Hermione leaned back in her chair and scrutinized him for a moment. She'd manage to salvage something from Harry's hacking job, and now his hair was a little shorter, probably just collar length. It still looked a little messy ... what Lavender had once described as 'just out of bed' ... and Hermione thought the only way to cure that would be to cut it really short, like Ron's. She'd styled it so that it curled over his ears, and around his neck, but for the first time the fringe was pushed back from his temple. It seemed to open up the whole of his face, even if Harry kept fiddling with bits to cover his scar. Now, if she could just get him to change his glasses to lighter frames, something that didn't hide his eyes quite so much.
"Hmmm, very nice. I made quite a good job considering what I had to work with. Still nicely long enough to annoy people like Snape, and for people to imagine running their fingers through." He shot her a dirty look. "I have a list of people waiting for that dubious honour. And stop fiddling with the fringe."
Harry shoved his hands into the pockets of his jogging bottoms. "I am not that desperate."
"Of course you're not. Come and sit down. Dobby's brought us some tea." She indicated the chair on the other side of the low table where a tray of tea things had been placed. "Now talk."
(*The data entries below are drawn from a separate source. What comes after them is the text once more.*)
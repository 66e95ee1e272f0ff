//! Length- and digest-checked blob streams.

use std::pin::Pin;
use std::task::{Context, Poll};

use bytes::Bytes;
use futures_util::{Stream, StreamExt};
use sha2::{Digest, Sha256};
use tracing::{debug, warn};

use crate::error::{OciError, Result};
use crate::transport::Body;

/// Wraps a blob body and enforces the descriptor contract: exactly
/// `expected` bytes, hashing to `digest`.
///
/// Errors surface as the final stream item. The stream is fused afterwards.
pub struct VerifiedBody {
    inner: Body,
    digest: String,
    expected: u64,
    received: u64,
    hasher: Option<Sha256>,
    done: bool,
}

impl VerifiedBody {
    pub fn new(inner: Body, digest: impl Into<String>, expected: u64) -> Self {
        let digest = digest.into();
        let hasher = if digest.starts_with("sha256:") {
            Some(Sha256::new())
        } else {
            debug!(%digest, "no verifier for digest algorithm, checking length only");
            None
        };
        Self {
            inner,
            digest,
            expected,
            received: 0,
            hasher,
            done: false,
        }
    }

    pub fn digest(&self) -> &str {
        &self.digest
    }

    pub fn expected(&self) -> u64 {
        self.expected
    }

    /// Drain the blob into memory, verifying it on the way.
    pub async fn bytes(mut self) -> Result<Vec<u8>> {
        let mut out = Vec::with_capacity(self.expected.min(16 * 1024 * 1024) as usize);
        while let Some(chunk) = self.next().await {
            out.extend_from_slice(&chunk?);
        }
        Ok(out)
    }

    fn interrupted(&self) -> OciError {
        OciError::TransferInterrupted {
            digest: self.digest.clone(),
            expected: self.expected,
            received: self.received,
        }
    }

    fn finish(&mut self) -> Result<()> {
        if self.received < self.expected {
            return Err(self.interrupted());
        }
        if let Some(hasher) = self.hasher.take() {
            let actual = format!("sha256:{}", hex_encode(&hasher.finalize()));
            if actual != self.digest {
                return Err(OciError::DigestMismatch {
                    expected: self.digest.clone(),
                    actual,
                });
            }
        }
        Ok(())
    }
}

impl Stream for VerifiedBody {
    type Item = Result<Bytes>;

    fn poll_next(mut self: Pin<&mut Self>, cx: &mut Context<'_>) -> Poll<Option<Self::Item>> {
        if self.done {
            return Poll::Ready(None);
        }

        let item = match self.inner.poll_next_unpin(cx) {
            Poll::Pending => return Poll::Pending,
            Poll::Ready(item) => item,
        };

        match item {
            Some(Ok(chunk)) => {
                self.received += chunk.len() as u64;
                if self.received > self.expected {
                    self.done = true;
                    return Poll::Ready(Some(Err(OciError::ManifestInconsistency(format!(
                        "blob {} is larger than its declared {} bytes",
                        self.digest, self.expected
                    )))));
                }
                if let Some(hasher) = self.hasher.as_mut() {
                    hasher.update(&chunk);
                }
                Poll::Ready(Some(Ok(chunk)))
            }
            Some(Err(e)) => {
                self.done = true;
                warn!(digest = %self.digest, received = self.received, error = %e, "blob stream failed");
                Poll::Ready(Some(Err(self.interrupted())))
            }
            None => {
                self.done = true;
                match self.finish() {
                    Ok(()) => Poll::Ready(None),
                    Err(e) => Poll::Ready(Some(Err(e))),
                }
            }
        }
    }
}

/// SHA-256 digest of `data` in `sha256:<hex>` form.
pub fn sha256_digest(data: &[u8]) -> String {
    format!("sha256:{}", hex_encode(&Sha256::digest(data)))
}

fn hex_encode(bytes: &[u8]) -> String {
    bytes.iter().map(|b| format!("{:02x}", b)).collect()
}
// ---------------------------------------------------------------------------
// RegistryClient
// ---------------------------------------------------------------------------

/// OCI Distribution client for a single pull.
///
/// Bearer tokens obtained during the pull are cached on the client, so build
/// a fresh client per invocation.
pub struct RegistryClient {
    transport: Arc<dyn Transport>,
    auth: Authenticator,
    token: Mutex<Option<String>>,
}

/// A single-platform manifest together with the digest of its exact bytes.
#[derive(Debug, Clone)]
pub struct ResolvedManifest {
    pub manifest: OciManifest,
    pub digest: String,
}

/// Return the base URL scheme for a registry host.
/// Localhost and loopback registries default to HTTP; everything else to HTTPS.
pub fn registry_scheme(registry: &str) -> &'static str {
    let host = registry.split(':').next().unwrap_or(registry);
    if host == "localhost" || host == "127.0.0.1" || host == "::1" {
        "http"
    } else {
        "https"
    }
}

impl RegistryClient {
    pub fn new(transport: Arc<dyn Transport>, auth: Authenticator) -> Self {
        Self {
            transport,
            auth,
            token: Mutex::new(None),
        }
    }

    // -- public API ---------------------------------------------------------

    /// Fetch the manifest (or image index) for `image_ref`, returning it with
    /// the digest of the bytes the registry served.
    pub async fn fetch_manifest(&self, image_ref: &ImageRef) -> Result<(ManifestResponse, String)> {
        let accept = [
            MEDIA_TYPE_OCI_INDEX,
            MEDIA_TYPE_DOCKER_MANIFEST_LIST,
            MEDIA_TYPE_OCI_MANIFEST,
            MEDIA_TYPE_DOCKER_MANIFEST,
        ]
        .join(", ");

        let (body, content_type) = self
            .fetch_manifest_bytes(image_ref, &image_ref.reference, &accept)
            .await?;
        let digest = sha256_digest(&body);
        if image_ref.is_digest() {
            check_manifest_digest(&image_ref.reference, &digest)?;
        }

        let response = ManifestResponse::parse(&body, content_type.as_deref())?;
        Ok((response, digest))
    }

    /// Fetch a single manifest by its digest (used after resolving an index,
    /// and to re-fetch a pinned image). The served bytes must hash to
    /// `digest`.
    pub async fn fetch_manifest_by_digest(
        &self,
        image_ref: &ImageRef,
        digest: &str,
    ) -> Result<ResolvedManifest> {
        let accept = [MEDIA_TYPE_OCI_MANIFEST, MEDIA_TYPE_DOCKER_MANIFEST].join(", ");

        let (body, content_type) = self.fetch_manifest_bytes(image_ref, digest, &accept).await?;
        check_manifest_digest(digest, &sha256_digest(&body))?;

        match ManifestResponse::parse(&body, content_type.as_deref())? {
            ManifestResponse::Manifest(manifest) => Ok(ResolvedManifest {
                manifest: check_manifest_media_type(manifest)?,
                digest: digest.to_string(),
            }),
            ManifestResponse::Index(_) => Err(OciError::ManifestInconsistency(format!(
                "{} is an image index, expected an image manifest",
                digest
            ))),
        }
    }

    /// Resolve an image reference to a concrete [`OciManifest`] by first
    /// fetching the manifest (which may be an index) and selecting the
    /// platform-appropriate entry if needed.
    pub async fn resolve_manifest(
        &self,
        image_ref: &ImageRef,
        platform: &Platform,
    ) -> Result<ResolvedManifest> {
        match self.fetch_manifest(image_ref).await? {
            (ManifestResponse::Manifest(manifest), digest) => Ok(ResolvedManifest {
                manifest: check_manifest_media_type(manifest)?,
                digest,
            }),
            (ManifestResponse::Index(idx), _) => {
                let desc = idx.select_platform(platform)?;
                info!(digest = %desc.digest, "resolved platform {}", platform);
                self.fetch_manifest_by_digest(image_ref, &desc.digest).await
            }
        }
    }

    /// Open a streaming download of the blob described by `desc`. The
    /// returned body enforces the declared size and digest.
    pub async fn open_blob(&self, image_ref: &ImageRef, desc: &Descriptor) -> Result<VerifiedBody> {
        let size = desc.declared_size()?;
        let url = self.url(image_ref, &format!("blobs/{}", desc.digest))?;

        debug!(digest = %desc.digest, size, "opening blob");
        let resp = self.authenticated_get(&url, image_ref, None).await?;
        Ok(VerifiedBody::new(resp.body, desc.digest.clone(), size))
    }

    /// Download a small blob (such as the image config) into memory.
    pub async fn fetch_blob(&self, image_ref: &ImageRef, desc: &Descriptor) -> Result<Vec<u8>> {
        self.open_blob(image_ref, desc).await?.bytes().await
    }

    // -- internals ----------------------------------------------------------

    fn url(&self, image_ref: &ImageRef, path: &str) -> Result<Url> {
        let raw = format!(
            "{}://{}/v2/{}/{}",
            registry_scheme(&image_ref.registry),
            image_ref.registry,
            image_ref.repository,
            path,
        );
        Url::parse(&raw).map_err(|e| {
            OciError::invalid_reference(&image_ref.to_string(), format!("bad registry URL: {}", e))
        })
    }

    async fn fetch_manifest_bytes(
        &self,
        image_ref: &ImageRef,
        reference: &str,
        accept: &str,
    ) -> Result<(Vec<u8>, Option<String>)> {
        let url = self.url(image_ref, &format!("manifests/{}", reference))?;
        let resp = self.authenticated_get(&url, image_ref, Some(accept)).await?;
        let content_type = resp.header_str(&CONTENT_TYPE).map(str::to_string);
        let body = resp.body.bytes().await?;
        Ok((body, content_type))
    }

    fn cached_token(&self) -> Option<String> {
        self.token.lock().ok().and_then(|t| t.clone())
    }

    fn store_token(&self, token: &str) {
        if let Ok(mut slot) = self.token.lock() {
            *slot = Some(token.to_string());
        }
    }

    /// Perform a GET, answering a `401` challenge once with either a bearer
    /// token or basic credentials.
    async fn authenticated_get(
        &self,
        url: &Url,
        image_ref: &ImageRef,
        accept: Option<&str>,
    ) -> Result<Response> {
        let first_auth = self.cached_token().map(|t| format!("Bearer {}", t));
        let resp = self
            .transport
            .send(build_get(url, accept, first_auth.as_deref())?)
            .await?;

        if resp.status != StatusCode::UNAUTHORIZED {
            return check_status(resp, url).await;
        }

        let challenge = resp.header_str(&WWW_AUTHENTICATE).map(str::to_string);
        drop(resp);

        let authorization = match challenge.as_deref().and_then(Challenge::parse) {
            Some(Challenge::Bearer {
                realm,
                service,
                scope,
            }) => {
                let token = self
                    .fetch_bearer_token(&realm, service.as_deref(), scope, image_ref)
                    .await?;
                self.store_token(&token);
                format!("Bearer {}", token)
            }
            Some(Challenge::Basic) => self.auth.basic_header().ok_or_else(|| {
                OciError::Auth(format!("{} requires credentials", image_ref.registry))
            })?,
            None => {
                return Err(OciError::Auth(format!(
                    "GET {} returned 401 without a usable challenge ({:?})",
                    url, challenge
                )))
            }
        };

        let resp = self
            .transport
            .send(build_get(url, accept, Some(&authorization))?)
            .await?;
        check_status(resp, url).await
    }

    /// Fetch a token from the challenge realm, presenting basic credentials
    /// when configured and anonymously otherwise.
    async fn fetch_bearer_token(
        &self,
        realm: &str,
        service: Option<&str>,
        scope: Option<String>,
        image_ref: &ImageRef,
    ) -> Result<String> {
        let scope = scope.unwrap_or_else(|| format!("repository:{}:pull", image_ref.repository));
        let mut token_url = Url::parse(realm)
            .map_err(|e| OciError::Auth(format!("invalid token realm {:?}: {}", realm, e)))?;
        {
            let mut query = token_url.query_pairs_mut();
            if let Some(service) = service {
                query.append_pair("service", service);
            }
            query.append_pair("scope", &scope);
        }
        debug!(%token_url, anonymous = self.auth.is_anonymous(), "fetching bearer token");

        let basic = self.auth.basic_header();
        let resp = self
            .transport
            .send(build_get(&token_url, None, basic.as_deref())?)
            .await?;

        if resp.status == StatusCode::UNAUTHORIZED || resp.status == StatusCode::FORBIDDEN {
            return Err(OciError::Auth(format!(
                "token endpoint rejected the request: {}",
                resp.status
            )));
        }
        if !resp.status.is_success() {
            let status = resp.status;
            let body = resp.body.text().await;
            return Err(OciError::RegistryUnavailable(format!(
                "token endpoint returned {}: {}",
                status, body
            )));
        }

        let body = resp.body.bytes().await?;
        let parsed: TokenResponse = serde_json::from_slice(&body)
            .map_err(|e| OciError::Auth(format!("invalid token response: {}", e)))?;
        parsed
            .token
            .or(parsed.access_token)
            .filter(|t| !t.is_empty())
            .ok_or_else(|| OciError::Auth("token response missing token field".to_string()))
    }
}

#[derive(Deserialize)]
struct TokenResponse {
    #[serde(default)]
    token: Option<String>,
    #[serde(default)]
    access_token: Option<String>,
}

// ---------------------------------------------------------------------------
// Helpers
// ---------------------------------------------------------------------------

fn build_get(url: &Url, accept: Option<&str>, authorization: Option<&str>) -> Result<Request> {
    let mut req = Request::get(url.clone());
    if let Some(accept) = accept {
        req = req.header(ACCEPT, header_value(accept)?);
    }
    if let Some(authorization) = authorization {
        req = req.header(AUTHORIZATION, header_value(authorization)?);
    }
    Ok(req)
}

fn header_value(value: &str) -> Result<HeaderValue> {
    HeaderValue::from_str(value)
        .map_err(|_| OciError::Auth("credential contains characters not allowed in a header".to_string()))
}

/// Map a final response status onto the error taxonomy.
async fn check_status(resp: Response, url: &Url) -> Result<Response> {
    let status = resp.status;
    if status.is_success() {
        return Ok(resp);
    }
    match status {
        StatusCode::UNAUTHORIZED | StatusCode::FORBIDDEN => {
            Err(OciError::Auth(format!("GET {} returned {}", url, status)))
        }
        StatusCode::NOT_FOUND => Err(OciError::NotFound(url.to_string())),
        _ => {
            let body = resp.body.text().await;
            Err(OciError::RegistryUnavailable(format!(
                "GET {} returned {}: {}",
                url, status, body
            )))
        }
    }
}

fn check_manifest_digest(expected: &str, actual: &str) -> Result<()> {
    // Only sha256 manifests can be checked locally.
    if expected.starts_with("sha256:") && expected != actual {
        return Err(OciError::DigestMismatch {
            expected: expected.to_string(),
            actual: actual.to_string(),
        });
    }
    Ok(())
}

fn check_manifest_media_type(manifest: OciManifest) -> Result<OciManifest> {
    if manifest.media_type.is_empty() || is_manifest_media_type(&manifest.media_type) {
        Ok(manifest)
    } else {
        Err(OciError::UnsupportedMediaType(manifest.media_type))
    }
}
//! HTTP transport abstraction.
//!
//! The registry client never talks to the network directly. It sends
//! [`Request`]s through a [`Transport`], chosen when the client is built:
//! - [`ReqwestTransport`](native::ReqwestTransport) for a native process
//! - [`HostBridgeTransport`](bridge::HostBridgeTransport) when an embedding
//!   host owns the network and exposes a fetch-like primitive
//!
//! Decorators such as [`ProgressTransport`](crate::progress::ProgressTransport)
//! wrap any of these without knowing which one is underneath.

pub mod bridge;
pub mod native;

use std::fmt;
use std::pin::Pin;
use std::sync::Arc;
use std::task::{Context, Poll};

use bytes::Bytes;
use futures_util::stream::{self, BoxStream, StreamExt};
use futures_util::Stream;
use reqwest::header::{HeaderMap, HeaderName, HeaderValue};

use crate::error::Result;

pub use bridge::{HostBridgeTransport, HostFetch, HostRequest, HostResponse};
pub use native::ReqwestTransport;
pub use reqwest::header;
pub use reqwest::{Method, StatusCode, Url};

/// An outgoing HTTP request.
#[derive(Debug, Clone)]
pub struct Request {
    pub method: Method,
    pub url: Url,
    pub headers: HeaderMap,
    pub body: Option<Bytes>,
}

impl Request {
    pub fn new(method: Method, url: Url) -> Self {
        Self {
            method,
            url,
            headers: HeaderMap::new(),
            body: None,
        }
    }

    pub fn get(url: Url) -> Self {
        Self::new(Method::GET, url)
    }

    pub fn header(mut self, name: HeaderName, value: HeaderValue) -> Self {
        self.headers.insert(name, value);
        self
    }

    pub fn body(mut self, body: impl Into<Bytes>) -> Self {
        self.body = Some(body.into());
        self
    }
}

/// A response whose body has not been read yet.
pub struct Response {
    pub status: StatusCode,
    pub headers: HeaderMap,
    pub body: Body,
}

impl Response {
    pub fn new(status: StatusCode, body: Body) -> Self {
        Self {
            status,
            headers: HeaderMap::new(),
            body,
        }
    }

    /// Header value as a string, if present and valid UTF-8.
    pub fn header_str(&self, name: &HeaderName) -> Option<&str> {
        self.headers.get(name).and_then(|v| v.to_str().ok())
    }
}

impl fmt::Debug for Response {
    fn fmt(&self, f: &mut fmt::Formatter<'_>) -> fmt::Result {
        f.debug_struct("Response")
            .field("status", &self.status)
            .field("headers", &self.headers)
            .finish_non_exhaustive()
    }
}

// ---------------------------------------------------------------------------
// Body
// ---------------------------------------------------------------------------

/// A streaming response body. Dropping it releases the underlying
/// connection.
pub struct Body {
    inner: BoxStream<'static, Result<Bytes>>,
}

impl Body {
    pub fn empty() -> Self {
        Self::from_stream(stream::empty())
    }

    pub fn from_bytes(data: impl Into<Bytes>) -> Self {
        let data = data.into();
        if data.is_empty() {
            return Self::empty();
        }
        Self::from_stream(stream::once(async move { Ok(data) }))
    }

    pub fn from_stream<S>(stream: S) -> Self
    where
        S: Stream<Item = Result<Bytes>> + Send + 'static,
    {
        Self {
            inner: stream.boxed(),
        }
    }

    /// Drain the body into memory.
    pub async fn bytes(mut self) -> Result<Vec<u8>> {
        let mut out = Vec::new();
        while let Some(chunk) = self.inner.next().await {
            out.extend_from_slice(&chunk?);
        }
        Ok(out)
    }

    /// Drain the body as lossy UTF-8, for error messages.
    pub async fn text(self) -> String {
        match self.bytes().await {
            Ok(data) => String::from_utf8_lossy(&data).into_owned(),
            Err(_) => String::new(),
        }
    }
}

impl Stream for Body {
    type Item = Result<Bytes>;

    fn poll_next(mut self: Pin<&mut Self>, cx: &mut Context<'_>) -> Poll<Option<Self::Item>> {
        self.inner.poll_next_unpin(cx)
    }
}

impl fmt::Debug for Body {
    fn fmt(&self, f: &mut fmt::Formatter<'_>) -> fmt::Result {
        f.write_str("Body { .. }")
    }
}

// ---------------------------------------------------------------------------
// Transport
// ---------------------------------------------------------------------------

/// The HTTP capability the registry client is built on.
///
/// Implementations must not follow the registry auth protocol themselves:
/// `401` and `403` responses are returned as-is so the client can react to
/// them.
#[async_trait::async_trait]
pub trait Transport: Send + Sync {
    async fn send(&self, request: Request) -> Result<Response>;
}

#[async_trait::async_trait]
impl<T: Transport + ?Sized> Transport for Arc<T> {
    async fn send(&self, request: Request) -> Result<Response> {
        (**self).send(request).await
    }
}

// ---------------------------------------------------------------------------
// Tests
// ---------------------------------------------------------------------------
He crossed to the armchair and rested his hands on the back. "I've been thinking. Maybe I should talk to Malfoy first. There are things I need ... I should check things out first."
Hermione shrugged as she began to pour tea into the two cups. "Okay, if you would feel more comfortable talking to him first." The change in tactic had the desired effect. Harry seemed to relax as he slid into the chair. She played her second card. "He came to me for help."
"He came here?" Harry didn't hide his surprise at this news.
"Yes. I wonder why he did that? Slytherins don't normally venture this high up, and to come right into Gryffindor territory as well ... right into the Lion's Den." She let her words drift off, able to almost see Harry's mind mulling over the concept of Malfoy climbing all those stairs.
"I thought maybe you'd ... you know ... come looking."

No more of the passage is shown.